> **Problem description**
Find the word "adapters" in the listing. Copy out each line where it occurs.

= Beginning of Section =

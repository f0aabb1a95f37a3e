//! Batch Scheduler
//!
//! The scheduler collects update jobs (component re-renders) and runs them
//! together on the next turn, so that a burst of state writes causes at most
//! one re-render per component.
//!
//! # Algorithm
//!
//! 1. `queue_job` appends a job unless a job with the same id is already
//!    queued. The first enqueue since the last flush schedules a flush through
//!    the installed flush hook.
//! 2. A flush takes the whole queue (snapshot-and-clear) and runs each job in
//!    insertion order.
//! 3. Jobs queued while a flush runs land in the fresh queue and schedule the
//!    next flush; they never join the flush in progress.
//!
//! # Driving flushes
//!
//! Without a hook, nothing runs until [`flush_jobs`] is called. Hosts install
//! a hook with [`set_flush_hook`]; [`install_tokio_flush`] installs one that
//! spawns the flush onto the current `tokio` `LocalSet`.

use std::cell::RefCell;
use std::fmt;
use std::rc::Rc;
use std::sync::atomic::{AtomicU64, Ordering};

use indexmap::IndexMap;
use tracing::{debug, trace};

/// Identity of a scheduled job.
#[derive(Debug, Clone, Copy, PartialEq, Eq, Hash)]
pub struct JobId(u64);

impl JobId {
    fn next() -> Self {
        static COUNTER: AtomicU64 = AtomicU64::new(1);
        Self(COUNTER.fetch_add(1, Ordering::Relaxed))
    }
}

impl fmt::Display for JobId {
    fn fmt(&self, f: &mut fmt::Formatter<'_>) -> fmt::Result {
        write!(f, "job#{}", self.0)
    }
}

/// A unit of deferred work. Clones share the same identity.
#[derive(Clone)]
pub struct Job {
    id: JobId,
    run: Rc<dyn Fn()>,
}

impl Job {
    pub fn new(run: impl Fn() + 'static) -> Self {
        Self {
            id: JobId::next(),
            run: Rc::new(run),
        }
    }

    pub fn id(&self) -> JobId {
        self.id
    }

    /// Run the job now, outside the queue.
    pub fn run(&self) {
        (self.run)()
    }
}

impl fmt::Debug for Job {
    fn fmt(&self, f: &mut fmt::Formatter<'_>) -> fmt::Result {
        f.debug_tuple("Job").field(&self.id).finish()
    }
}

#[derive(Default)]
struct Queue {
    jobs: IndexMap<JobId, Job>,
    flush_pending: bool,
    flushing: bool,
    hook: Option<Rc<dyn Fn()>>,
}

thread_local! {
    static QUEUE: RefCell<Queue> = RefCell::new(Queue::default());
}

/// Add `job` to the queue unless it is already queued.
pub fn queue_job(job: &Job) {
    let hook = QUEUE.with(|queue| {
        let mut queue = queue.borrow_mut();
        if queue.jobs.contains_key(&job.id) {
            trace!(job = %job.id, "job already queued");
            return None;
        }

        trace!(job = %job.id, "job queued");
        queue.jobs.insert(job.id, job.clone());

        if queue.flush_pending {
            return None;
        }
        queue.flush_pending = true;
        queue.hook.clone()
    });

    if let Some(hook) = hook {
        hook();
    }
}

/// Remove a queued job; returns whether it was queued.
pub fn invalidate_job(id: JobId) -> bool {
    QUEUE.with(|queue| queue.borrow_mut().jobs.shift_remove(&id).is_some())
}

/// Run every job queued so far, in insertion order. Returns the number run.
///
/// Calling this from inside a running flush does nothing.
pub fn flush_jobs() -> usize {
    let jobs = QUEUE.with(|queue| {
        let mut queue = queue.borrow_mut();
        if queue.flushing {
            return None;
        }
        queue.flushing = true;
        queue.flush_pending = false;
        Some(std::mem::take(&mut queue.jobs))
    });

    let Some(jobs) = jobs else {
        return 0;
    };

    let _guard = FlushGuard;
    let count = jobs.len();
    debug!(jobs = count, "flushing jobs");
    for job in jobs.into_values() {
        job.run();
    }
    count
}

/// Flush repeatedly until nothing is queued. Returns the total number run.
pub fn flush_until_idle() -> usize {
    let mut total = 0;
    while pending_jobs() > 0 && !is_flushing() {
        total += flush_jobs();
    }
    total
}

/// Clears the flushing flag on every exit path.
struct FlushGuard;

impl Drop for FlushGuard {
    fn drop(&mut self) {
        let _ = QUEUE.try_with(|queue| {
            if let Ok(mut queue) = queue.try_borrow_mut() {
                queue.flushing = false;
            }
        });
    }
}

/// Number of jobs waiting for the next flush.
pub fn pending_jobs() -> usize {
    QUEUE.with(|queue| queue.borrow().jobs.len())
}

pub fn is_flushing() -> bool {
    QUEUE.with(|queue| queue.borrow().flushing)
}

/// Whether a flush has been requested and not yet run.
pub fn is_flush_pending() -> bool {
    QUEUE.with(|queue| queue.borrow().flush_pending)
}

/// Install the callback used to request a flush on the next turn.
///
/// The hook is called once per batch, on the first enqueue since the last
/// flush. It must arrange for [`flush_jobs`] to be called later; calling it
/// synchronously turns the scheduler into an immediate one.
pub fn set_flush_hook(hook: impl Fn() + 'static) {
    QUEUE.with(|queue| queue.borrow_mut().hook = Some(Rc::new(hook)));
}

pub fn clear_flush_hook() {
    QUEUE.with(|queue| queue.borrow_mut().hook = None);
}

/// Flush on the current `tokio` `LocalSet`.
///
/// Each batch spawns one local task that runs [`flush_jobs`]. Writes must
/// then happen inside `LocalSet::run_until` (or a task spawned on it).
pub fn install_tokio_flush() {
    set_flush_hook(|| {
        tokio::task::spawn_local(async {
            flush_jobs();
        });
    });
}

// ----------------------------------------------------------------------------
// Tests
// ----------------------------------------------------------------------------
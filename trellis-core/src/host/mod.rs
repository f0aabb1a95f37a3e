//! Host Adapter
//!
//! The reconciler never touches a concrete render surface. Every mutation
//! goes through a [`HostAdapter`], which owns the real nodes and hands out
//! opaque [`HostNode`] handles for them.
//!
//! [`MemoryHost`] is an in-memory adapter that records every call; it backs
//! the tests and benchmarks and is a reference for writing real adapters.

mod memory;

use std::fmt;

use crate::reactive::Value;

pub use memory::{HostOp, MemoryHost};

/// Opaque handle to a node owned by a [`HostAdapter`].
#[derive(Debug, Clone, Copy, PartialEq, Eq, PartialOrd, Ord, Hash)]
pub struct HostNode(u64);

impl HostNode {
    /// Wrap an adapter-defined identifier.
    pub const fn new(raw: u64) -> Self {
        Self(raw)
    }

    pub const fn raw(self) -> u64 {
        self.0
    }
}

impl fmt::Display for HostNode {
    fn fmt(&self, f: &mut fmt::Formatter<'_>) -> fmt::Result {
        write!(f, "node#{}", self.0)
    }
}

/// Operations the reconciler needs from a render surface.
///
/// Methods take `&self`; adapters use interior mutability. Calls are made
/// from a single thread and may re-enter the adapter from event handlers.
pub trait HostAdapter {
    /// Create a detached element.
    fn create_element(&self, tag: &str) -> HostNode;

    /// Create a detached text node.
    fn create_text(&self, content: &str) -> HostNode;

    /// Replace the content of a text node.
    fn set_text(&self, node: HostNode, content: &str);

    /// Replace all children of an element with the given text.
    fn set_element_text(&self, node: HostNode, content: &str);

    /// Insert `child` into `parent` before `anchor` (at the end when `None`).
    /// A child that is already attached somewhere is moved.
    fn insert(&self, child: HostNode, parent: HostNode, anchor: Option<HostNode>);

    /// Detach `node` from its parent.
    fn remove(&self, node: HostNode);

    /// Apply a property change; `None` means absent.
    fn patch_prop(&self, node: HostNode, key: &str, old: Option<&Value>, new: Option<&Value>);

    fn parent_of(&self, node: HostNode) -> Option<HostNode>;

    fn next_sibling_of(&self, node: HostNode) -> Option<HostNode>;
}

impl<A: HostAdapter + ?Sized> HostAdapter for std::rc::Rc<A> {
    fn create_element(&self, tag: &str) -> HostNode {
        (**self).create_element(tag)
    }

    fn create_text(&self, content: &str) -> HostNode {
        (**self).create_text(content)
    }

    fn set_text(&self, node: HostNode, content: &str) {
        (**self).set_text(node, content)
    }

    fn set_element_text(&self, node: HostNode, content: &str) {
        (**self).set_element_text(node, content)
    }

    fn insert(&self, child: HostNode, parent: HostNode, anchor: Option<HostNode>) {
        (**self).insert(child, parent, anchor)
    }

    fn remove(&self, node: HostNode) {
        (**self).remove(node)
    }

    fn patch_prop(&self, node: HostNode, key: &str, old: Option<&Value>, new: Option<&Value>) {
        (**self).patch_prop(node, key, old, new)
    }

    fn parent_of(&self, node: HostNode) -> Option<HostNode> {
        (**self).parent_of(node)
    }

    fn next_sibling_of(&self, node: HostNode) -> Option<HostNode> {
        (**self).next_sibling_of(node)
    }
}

= End of Section =

> **Answer below**
//! the tests and benchmarks and is a reference for writing real adapters.
/// Methods take `&self`; adapters use interior mutability. Calls are made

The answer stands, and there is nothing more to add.